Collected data
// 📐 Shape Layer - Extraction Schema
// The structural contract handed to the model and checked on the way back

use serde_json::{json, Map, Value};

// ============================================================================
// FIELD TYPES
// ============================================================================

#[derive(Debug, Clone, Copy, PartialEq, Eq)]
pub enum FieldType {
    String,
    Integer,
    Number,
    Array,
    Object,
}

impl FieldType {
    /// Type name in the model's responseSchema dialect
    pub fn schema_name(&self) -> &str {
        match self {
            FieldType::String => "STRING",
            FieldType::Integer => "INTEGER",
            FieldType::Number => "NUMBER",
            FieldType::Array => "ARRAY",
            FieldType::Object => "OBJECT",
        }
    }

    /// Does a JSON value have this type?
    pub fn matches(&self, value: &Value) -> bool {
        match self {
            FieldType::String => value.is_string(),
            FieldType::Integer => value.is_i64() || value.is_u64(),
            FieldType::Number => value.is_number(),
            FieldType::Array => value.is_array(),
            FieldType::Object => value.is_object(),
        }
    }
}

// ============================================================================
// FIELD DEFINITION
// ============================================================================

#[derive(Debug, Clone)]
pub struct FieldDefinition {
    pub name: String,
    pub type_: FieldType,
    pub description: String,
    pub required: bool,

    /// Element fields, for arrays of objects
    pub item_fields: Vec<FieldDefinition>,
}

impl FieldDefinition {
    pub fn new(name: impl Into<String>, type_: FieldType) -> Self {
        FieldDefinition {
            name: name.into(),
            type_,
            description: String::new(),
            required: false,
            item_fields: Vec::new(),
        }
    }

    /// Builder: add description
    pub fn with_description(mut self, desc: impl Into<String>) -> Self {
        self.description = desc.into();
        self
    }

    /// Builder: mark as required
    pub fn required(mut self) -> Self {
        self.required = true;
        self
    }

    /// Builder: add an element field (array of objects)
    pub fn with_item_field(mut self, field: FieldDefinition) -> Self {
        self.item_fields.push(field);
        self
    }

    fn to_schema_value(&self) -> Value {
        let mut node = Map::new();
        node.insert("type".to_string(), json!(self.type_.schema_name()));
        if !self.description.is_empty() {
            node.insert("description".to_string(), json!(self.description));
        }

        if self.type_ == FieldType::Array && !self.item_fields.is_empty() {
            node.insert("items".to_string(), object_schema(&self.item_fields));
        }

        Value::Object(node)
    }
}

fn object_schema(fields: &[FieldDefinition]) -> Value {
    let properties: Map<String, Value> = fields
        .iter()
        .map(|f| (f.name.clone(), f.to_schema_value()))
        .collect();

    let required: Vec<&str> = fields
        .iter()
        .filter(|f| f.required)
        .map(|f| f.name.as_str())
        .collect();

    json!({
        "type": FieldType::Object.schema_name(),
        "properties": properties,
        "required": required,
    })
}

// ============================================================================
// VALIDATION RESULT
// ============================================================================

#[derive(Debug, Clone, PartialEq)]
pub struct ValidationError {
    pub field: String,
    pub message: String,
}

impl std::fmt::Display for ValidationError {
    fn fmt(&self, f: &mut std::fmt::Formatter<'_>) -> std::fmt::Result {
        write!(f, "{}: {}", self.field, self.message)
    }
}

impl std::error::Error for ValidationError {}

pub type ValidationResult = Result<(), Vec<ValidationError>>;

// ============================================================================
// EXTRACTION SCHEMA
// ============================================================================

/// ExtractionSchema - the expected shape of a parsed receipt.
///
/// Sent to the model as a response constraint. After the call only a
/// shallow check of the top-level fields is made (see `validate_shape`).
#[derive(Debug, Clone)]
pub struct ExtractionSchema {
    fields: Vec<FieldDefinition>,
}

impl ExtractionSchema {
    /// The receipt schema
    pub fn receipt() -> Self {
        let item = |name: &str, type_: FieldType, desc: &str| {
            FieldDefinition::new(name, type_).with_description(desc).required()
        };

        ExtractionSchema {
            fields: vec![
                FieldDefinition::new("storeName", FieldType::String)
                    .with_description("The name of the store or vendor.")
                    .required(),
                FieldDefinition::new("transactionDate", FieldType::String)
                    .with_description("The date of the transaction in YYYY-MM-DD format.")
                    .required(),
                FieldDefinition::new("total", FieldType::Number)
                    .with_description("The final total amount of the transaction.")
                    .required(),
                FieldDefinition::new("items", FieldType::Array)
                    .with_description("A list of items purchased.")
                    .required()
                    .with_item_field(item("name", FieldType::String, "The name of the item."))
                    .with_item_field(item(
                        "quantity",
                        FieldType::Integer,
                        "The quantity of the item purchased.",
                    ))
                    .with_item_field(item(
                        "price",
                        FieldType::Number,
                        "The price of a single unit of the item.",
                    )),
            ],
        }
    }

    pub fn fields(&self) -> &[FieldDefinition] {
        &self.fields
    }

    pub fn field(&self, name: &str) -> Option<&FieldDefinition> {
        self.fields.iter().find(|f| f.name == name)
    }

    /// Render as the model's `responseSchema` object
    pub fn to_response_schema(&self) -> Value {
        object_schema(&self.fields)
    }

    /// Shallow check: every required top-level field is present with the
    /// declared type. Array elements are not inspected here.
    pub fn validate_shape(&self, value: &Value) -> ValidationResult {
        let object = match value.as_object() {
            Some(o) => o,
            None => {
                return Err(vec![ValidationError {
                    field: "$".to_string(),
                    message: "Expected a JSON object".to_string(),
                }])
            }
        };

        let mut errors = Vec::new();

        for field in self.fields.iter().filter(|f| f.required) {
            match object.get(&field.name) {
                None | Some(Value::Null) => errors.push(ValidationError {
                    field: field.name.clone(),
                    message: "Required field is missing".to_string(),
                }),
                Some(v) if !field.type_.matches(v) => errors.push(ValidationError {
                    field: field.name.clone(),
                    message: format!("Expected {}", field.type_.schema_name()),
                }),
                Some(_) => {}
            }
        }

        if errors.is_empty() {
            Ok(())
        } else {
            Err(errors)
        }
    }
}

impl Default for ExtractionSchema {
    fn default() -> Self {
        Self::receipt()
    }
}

:: Aim of the exercise ::
Once more, give all the records exactly as they were written.

:: Problem solution ::
// 📐 Shape Layer - Extraction Schema
// The structural contract handed to the model and checked on the way back

use serde_json::{json, Map, Value};

// ============================================================================
// FIELD TYPES
// ============================================================================

#[derive(Debug, Clone, Copy, PartialEq, Eq)]
pub enum FieldType {
    String,
    Integer,
    Number,
    Array,
    Object,
}

impl FieldType {
    /// Type name in the model's responseSchema dialect
    pub fn schema_name(&self) -> &str {
        match self {
            FieldType::String => "STRING",
            FieldType::Integer => "INTEGER",
            FieldType::Number => "NUMBER",
            FieldType::Array => "ARRAY",
            FieldType::Object => "OBJECT",
        }
    }

    /// Does a JSON value have this type?
    pub fn matches(&self, value: &Value) -> bool {
        match self {
            FieldType::String => value.is_string(),
            FieldType::Integer => value.is_i64() || value.is_u64(),
            FieldType::Number => value.is_number(),
            FieldType::Array => value.is_array(),
            FieldType::Object => value.is_object(),
        }
    }
}

// ============================================================================
// FIELD DEFINITION
// ============================================================================

#[derive(Debug, Clone)]
pub struct FieldDefinition {
    pub name: String,
    pub type_: FieldType,
    pub description: String,
    pub required: bool,

    /// Element fields, for arrays of objects
    pub item_fields: Vec<FieldDefinition>,
}

impl FieldDefinition {
    pub fn new(name: impl Into<String>, type_: FieldType) -> Self {
        FieldDefinition {
            name: name.into(),
            type_,
            description: String::new(),
            required: false,
            item_fields: Vec::new(),
        }
    }

    /// Builder: add description
    pub fn with_description(mut self, desc: impl Into<String>) -> Self {
        self.description = desc.into();
        self
    }

    /// Builder: mark as required
    pub fn required(mut self) -> Self {
        self.required = true;
        self
    }

    /// Builder: add an element field (array of objects)
    pub fn with_item_field(mut self, field: FieldDefinition) -> Self {
        self.item_fields.push(field);
        self
    }

    fn to_schema_value(&self) -> Value {
        let mut node = Map::new();
        node.insert("type".to_string(), json!(self.type_.schema_name()));
        if !self.description.is_empty() {
            node.insert("description".to_string(), json!(self.description));
        }

        if self.type_ == FieldType::Array && !self.item_fields.is_empty() {
            node.insert("items".to_string(), object_schema(&self.item_fields));
        }

        Value::Object(node)
    }
}

fn object_schema(fields: &[FieldDefinition]) -> Value {
    let properties: Map<String, Value> = fields
        .iter()
        .map(|f| (f.name.clone(), f.to_schema_value()))
        .collect();

    let required: Vec<&str> = fields
        .iter()
        .filter(|f| f.required)
        .map(|f| f.name.as_str())
        .collect();

    json!({
        "type": FieldType::Object.schema_name(),
        "properties": properties,
        "required": required,
    })
}

// ============================================================================
// VALIDATION RESULT
// ============================================================================

#[derive(Debug, Clone, PartialEq)]
pub struct ValidationError {
    pub field: String,
    pub message: String,
}

impl std::fmt::Display for ValidationError {
    fn fmt(&self, f: &mut std::fmt::Formatter<'_>) -> std::fmt::Result {
        write!(f, "{}: {}", self.field, self.message)
    }
}

impl std::error::Error for ValidationError {}

pub type ValidationResult = Result<(), Vec<ValidationError>>;

// ============================================================================
// EXTRACTION SCHEMA
// ============================================================================

/// ExtractionSchema - the expected shape of a parsed receipt.
///
/// Sent to the model as a response constraint. After the call only a
/// shallow check of the top-level fields is made (see `validate_shape`).
#[derive(Debug, Clone)]
pub struct ExtractionSchema {
    fields: Vec<FieldDefinition>,
}

impl ExtractionSchema {
    /// The receipt schema
    pub fn receipt() -> Self {
        let item = |name: &str, type_: FieldType, desc: &str| {
            FieldDefinition::new(name, type_).with_description(desc).required()
        };

        ExtractionSchema {
            fields: vec![
                FieldDefinition::new("storeName", FieldType::String)
                    .with_description("The name of the store or vendor.")
                    .required(),
                FieldDefinition::new("transactionDate", FieldType::String)
                    .with_description("The date of the transaction in YYYY-MM-DD format.")
                    .required(),
                FieldDefinition::new("total", FieldType::Number)
                    .with_description("The final total amount of the transaction.")
                    .required(),
                FieldDefinition::new("items", FieldType::Array)
                    .with_description("A list of items purchased.")
                    .required()
                    .with_item_field(item("name", FieldType::String, "The name of the item."))
                    .with_item_field(item(
                        "quantity",
                        FieldType::Integer,
                        "The quantity of the item purchased.",
                    ))
                    .with_item_field(item(
                        "price",
                        FieldType::Number,
                        "The price of a single unit of the item.",
                    )),
            ],
        }
    }

    pub fn fields(&self) -> &[FieldDefinition] {
        &self.fields
    }

    pub fn field(&self, name: &str) -> Option<&FieldDefinition> {
        self.fields.iter().find(|f| f.name == name)
    }

    /// Render as the model's `responseSchema` object
    pub fn to_response_schema(&self) -> Value {
        object_schema(&self.fields)
    }

    /// Shallow check: every required top-level field is present with the
    /// declared type. Array elements are not inspected here.
    pub fn validate_shape(&self, value: &Value) -> ValidationResult {
        let object = match value.as_object() {
            Some(o) => o,
            None => {
                return Err(vec![ValidationError {
                    field: "$".to_string(),
                    message: "Expected a JSON object".to_string(),
                }])
            }
        };

        let mut errors = Vec::new();

        for field in self.fields.iter().filter(|f| f.required) {
            match object.get(&field.name) {
                None | Some(Value::Null) => errors.push(ValidationError {
                    field: field.name.clone(),
                    message: "Required field is missing".to_string(),
                }),
                Some(v) if !field.type_.matches(v) => errors.push(ValidationError {
                    field: field.name.clone(),
                    message: format!("Expected {}", field.type_.schema_name()),
                }),
                Some(_) => {}
            }
        }

        if errors.is_empty() {
            Ok(())
        } else {
            Err(errors)
        }
    }
}

impl Default for ExtractionSchema {
    fn default() -> Self {
        Self::receipt()
    }
}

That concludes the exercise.